Kazeem was a prick. Pyramus had it on good authority that Kazeem was fucking Kyla Reynolds, two floors down. Kyla Reynolds had grown up in Suffolk, wore Barbour jackets and, once, when Pyramus had put on his ‘Netflix and Chill’ playlist, she had asked why his taste had to be so ‘typical’, just as Usher’s ‘Can U Handle It?’ started playing. She proceeded to ask if he could switch to something more ‘interesting’, such as Mumford and Sons, which sounded like the name of an artisanal butchers in Kensington.

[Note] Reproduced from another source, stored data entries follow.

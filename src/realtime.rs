use crate::feed::NotificationFeed;
use serde::{Deserialize, Serialize};
use std::sync::Arc;
use tokio::sync::mpsc;
use tokio::task::JoinHandle;

#[derive(Debug, Clone, Copy, PartialEq, Eq, Hash, Serialize, Deserialize)]
#[serde(rename_all = "snake_case")]
pub enum ChangedTable {
    Notifications,
    Likes,
    Follows,
    FollowRequests,
}

/// Row-change event pushed by the subscription transport.
#[derive(Debug, Clone, PartialEq, Eq, Serialize, Deserialize)]
#[serde(rename_all = "camelCase")]
pub struct RowChange {
    pub table: ChangedTable,
    pub user_id: String,
}

/// Runs a fetch cycle whenever a change for the feed's user arrives. Events
/// already queued behind the first one are folded into the same cycle. The
/// task ends when every sender is dropped.
pub fn spawn_change_listener(feed: Arc<NotificationFeed>, mut receiver: mpsc::Receiver<RowChange>) -> JoinHandle<()> {
    tokio::spawn(async move {
        while let Some(change) = receiver.recv().await {
            let mut tables = vec![change.table];
            let mut relevant = change.user_id == feed.user_id();
            while let Ok(next) = receiver.try_recv() {
                relevant |= next.user_id == feed.user_id();
                tables.push(next.table);
            }
            if !relevant {
                continue;
            }

            let items = feed.refresh().await;
            tracing::debug!(
                user_id = %feed.user_id(),
                events = tables.len(),
                count = items.len(),
                "refreshed notifications after row change"
            );
        }
    })
}

#[cfg(test)]
mod tests {
    use super::{spawn_change_listener, ChangedTable, RowChange};
    use crate::backend::{BackendOp, MemoryBackend};
    use crate::feed::NotificationFeed;
    use crate::models::FollowRow;
    use crate::overlay::{DismissalOverlay, MemoryKeyValueStore};
    use chrono::Utc;
    use std::sync::Arc;
    use tokio::sync::mpsc;

    fn feed(backend: Arc<MemoryBackend>) -> Arc<NotificationFeed> {
        Arc::new(NotificationFeed::new(
            "me",
            backend,
            Arc::new(DismissalOverlay::new(Arc::new(MemoryKeyValueStore::new()))),
        ))
    }

    fn change(table: ChangedTable, user_id: &str) -> RowChange {
        RowChange {
            table,
            user_id: user_id.to_string(),
        }
    }

    #[tokio::test]
    async fn queued_changes_collapse_into_one_cycle() {
        let backend = Arc::new(MemoryBackend::new());
        backend.push_follow(FollowRow {
            id: "f1".to_string(),
            follower_id: "u1".to_string(),
            actor: None,
            created_at: Utc::now(),
        });
        let feed = feed(backend.clone());
        let (sender, receiver) = mpsc::channel(16);

        sender.send(change(ChangedTable::Follows, "me")).await.expect("send");
        sender.send(change(ChangedTable::Likes, "me")).await.expect("send");
        sender.send(change(ChangedTable::Notifications, "me")).await.expect("send");
        drop(sender);

        spawn_change_listener(feed.clone(), receiver).await.expect("listener");
        assert_eq!(backend.calls(BackendOp::FetchFollows), 1);
        assert_eq!(feed.items().await.len(), 1);
    }

    #[tokio::test]
    async fn changes_for_other_users_are_ignored() {
        let backend = Arc::new(MemoryBackend::new());
        let feed = feed(backend.clone());
        let (sender, receiver) = mpsc::channel(4);

        sender
            .send(change(ChangedTable::FollowRequests, "someone-else"))
            .await
            .expect("send");
        drop(sender);

        spawn_change_listener(feed, receiver).await.expect("listener");
        assert_eq!(backend.calls(BackendOp::FetchStructured), 0);
    }
}
use chrono::{DateTime, Utc};
use serde::{Deserialize, Serialize};

#[derive(Debug, Clone, Copy, PartialEq, Eq, Hash, PartialOrd, Ord, Serialize, Deserialize)]
#[serde(rename_all = "snake_case")]
pub enum NotificationType {
    Like,
    Follow,
    Comment,
    WorkoutLike,
    FollowRequest,
}

impl NotificationType {
    pub fn as_str(self) -> &'static str {
        match self {
            Self::Like => "like",
            Self::Follow => "follow",
            Self::Comment => "comment",
            Self::WorkoutLike => "workout_like",
            Self::FollowRequest => "follow_request",
        }
    }

    pub fn parse(raw: &str) -> Option<Self> {
        match raw {
            "like" => Some(Self::Like),
            "follow" => Some(Self::Follow),
            "comment" => Some(Self::Comment),
            "workout_like" => Some(Self::WorkoutLike),
            "follow_request" => Some(Self::FollowRequest),
            _ => None,
        }
    }

    /// Types whose identity includes the post they point at.
    pub fn is_post_related(self) -> bool {
        matches!(self, Self::Like | Self::Comment)
    }
}

#[derive(Debug, Clone, PartialEq, Eq, Serialize, Deserialize)]
#[serde(rename_all = "camelCase")]
pub struct Actor {
    pub id: String,
    pub username: String,
    pub avatar_url: Option<String>,
    pub is_verified: bool,
}

#[derive(Debug, Clone, PartialEq, Eq, Serialize, Deserialize)]
#[serde(rename_all = "camelCase")]
pub struct PostRef {
    pub id: String,
    pub image_url: Option<String>,
}

#[derive(Debug, Clone, PartialEq, Eq, Serialize, Deserialize)]
#[serde(rename_all = "camelCase")]
pub struct WorkoutRef {
    pub id: String,
    pub progress_image_url: Option<String>,
}

#[derive(Debug, Clone, PartialEq, Eq, Serialize, Deserialize)]
#[serde(rename_all = "camelCase")]
pub struct FollowRequestRef {
    pub id: String,
    pub requester_id: String,
    pub requested_id: String,
}

#[derive(Debug, Clone, PartialEq, Eq, Serialize, Deserialize)]
#[serde(rename_all = "camelCase")]
pub struct NotificationCandidate {
    pub id: String,
    #[serde(rename = "type")]
    pub notification_type: NotificationType,
    pub created_at: DateTime<Utc>,
    pub read: bool,
    pub actor: Actor,
    /// Raw id of the post or workout the notification points at. Survives
    /// even when the referenced row is gone and `post`/`workout` are empty.
    #[serde(default, skip_serializing_if = "Option::is_none")]
    pub target_id: Option<String>,
    pub post: Option<PostRef>,
    pub workout: Option<WorkoutRef>,
    pub follow_request: Option<FollowRequestRef>,
}

/// Which collector produced a candidate. Recovered from the id tag.
#[derive(Debug, Clone, Copy, PartialEq, Eq, Hash, Serialize, Deserialize)]
#[serde(rename_all = "kebab-case")]
pub enum CandidateOrigin {
    Structured,
    LegacyLike,
    LegacyFollow,
}

impl CandidateOrigin {
    pub fn as_str(self) -> &'static str {
        match self {
            Self::Structured => "structured",
            Self::LegacyLike => "legacy-like",
            Self::LegacyFollow => "legacy-follow",
        }
    }

    /// Tie-break rank for identical timestamps, lower sorts first.
    pub fn rank(self) -> u8 {
        match self {
            Self::Structured => 0,
            Self::LegacyLike => 1,
            Self::LegacyFollow => 2,
        }
    }

    pub fn is_legacy(self) -> bool {
        !matches!(self, Self::Structured)
    }
}

#[derive(Debug, Clone, Default, PartialEq, Eq, Serialize, Deserialize)]
#[serde(rename_all = "camelCase")]
pub struct ProfileRow {
    pub id: String,
    pub username: Option<String>,
    pub avatar_url: Option<String>,
    pub is_verified: bool,
}

#[derive(Debug, Clone, PartialEq, Eq, Serialize, Deserialize)]
#[serde(rename_all = "camelCase")]
pub struct NotificationRow {
    pub id: String,
    pub notification_type: NotificationType,
    pub actor_id: String,
    pub actor: Option<ProfileRow>,
    pub post_id: Option<String>,
    pub workout_id: Option<String>,
    pub post: Option<PostRef>,
    pub workout: Option<WorkoutRef>,
    pub follow_request: Option<FollowRequestRef>,
    pub read: bool,
    pub created_at: DateTime<Utc>,
}

#[derive(Debug, Clone, PartialEq, Eq, Serialize, Deserialize)]
#[serde(rename_all = "camelCase")]
pub struct LikeRow {
    pub id: String,
    pub user_id: String,
    pub post_id: String,
    pub actor: Option<ProfileRow>,
    pub post: Option<PostRef>,
    pub created_at: DateTime<Utc>,
}

#[derive(Debug, Clone, PartialEq, Eq, Serialize, Deserialize)]
#[serde(rename_all = "camelCase")]
pub struct FollowRow {
    pub id: String,
    pub follower_id: String,
    pub actor: Option<ProfileRow>,
    pub created_at: DateTime<Utc>,
}

#[derive(Debug, Clone, PartialEq, Serialize, Deserialize)]
#[serde(rename_all = "camelCase", default)]
pub struct FeedSettings {
    pub swipe_commit_ratio: f32,
    pub swipe_activation_offset: f32,
    pub structured_fetch_limit: u32,
    pub legacy_fetch_limit: u32,
}

impl Default for FeedSettings {
    fn default() -> Self {
        Self {
            swipe_commit_ratio: 0.3,
            swipe_activation_offset: 10.0,
            structured_fetch_limit: 100,
            legacy_fetch_limit: 100,
        }
    }
}

#[derive(Debug, Clone, Copy, PartialEq, Eq, Serialize, Deserialize)]
#[serde(rename_all = "kebab-case")]
pub enum ActionOutcome {
    Applied,
    Suppressed,
    Resynchronized,
}
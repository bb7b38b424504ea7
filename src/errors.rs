use thiserror::Error;

#[derive(Debug, Error)]
pub enum AppError {
    #[error("INVALID_INPUT: {0}")]
    InvalidInput(String),
    #[error("SOURCE_UNAVAILABLE: {0}")]
    SourceUnavailable(String),
    #[error("OVERLAY_UNAVAILABLE: {0}")]
    OverlayUnavailable(String),
    #[error("ACTION_FAILED: {0}")]
    ActionFailed(String),
    #[error("CONCURRENT_MUTATION: {0}")]
    ConcurrentMutation(String),
    #[error("NOT_FOUND: {0}")]
    NotFound(String),
    #[error("IO_FAILURE: {0}")]
    Io(String),
    #[error("INTERNAL: {0}")]
    Internal(String),
}

impl From<std::io::Error> for AppError {
    fn from(value: std::io::Error) -> Self {
        Self::Io(value.to_string())
    }
}

impl From<rusqlite::Error> for AppError {
    fn from(value: rusqlite::Error) -> Self {
        Self::Internal(value.to_string())
    }
}

impl From<serde_json::Error> for AppError {
    fn from(value: serde_json::Error) -> Self {
        Self::Internal(value.to_string())
    }
}

pub type AppResult<T> = Result<T, AppError>;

But that was besides the point – Kazeem was a dog, and now he had taken to drunkenly stumbling into Pyramus’s neighbour’s room – what was her name? Phoebe? Nah, it was Thisbe. On one of the few times he’d seen her, he’d noticed she was wearing a gold chain with a T on it. It was late, and she was rushing somewhere, holding books, and he was ambling somewhere, holding booze. So anyway, he’d noticed Kazeem had decided to start stumbling into Thisbe’s room on indiscriminate days of the week.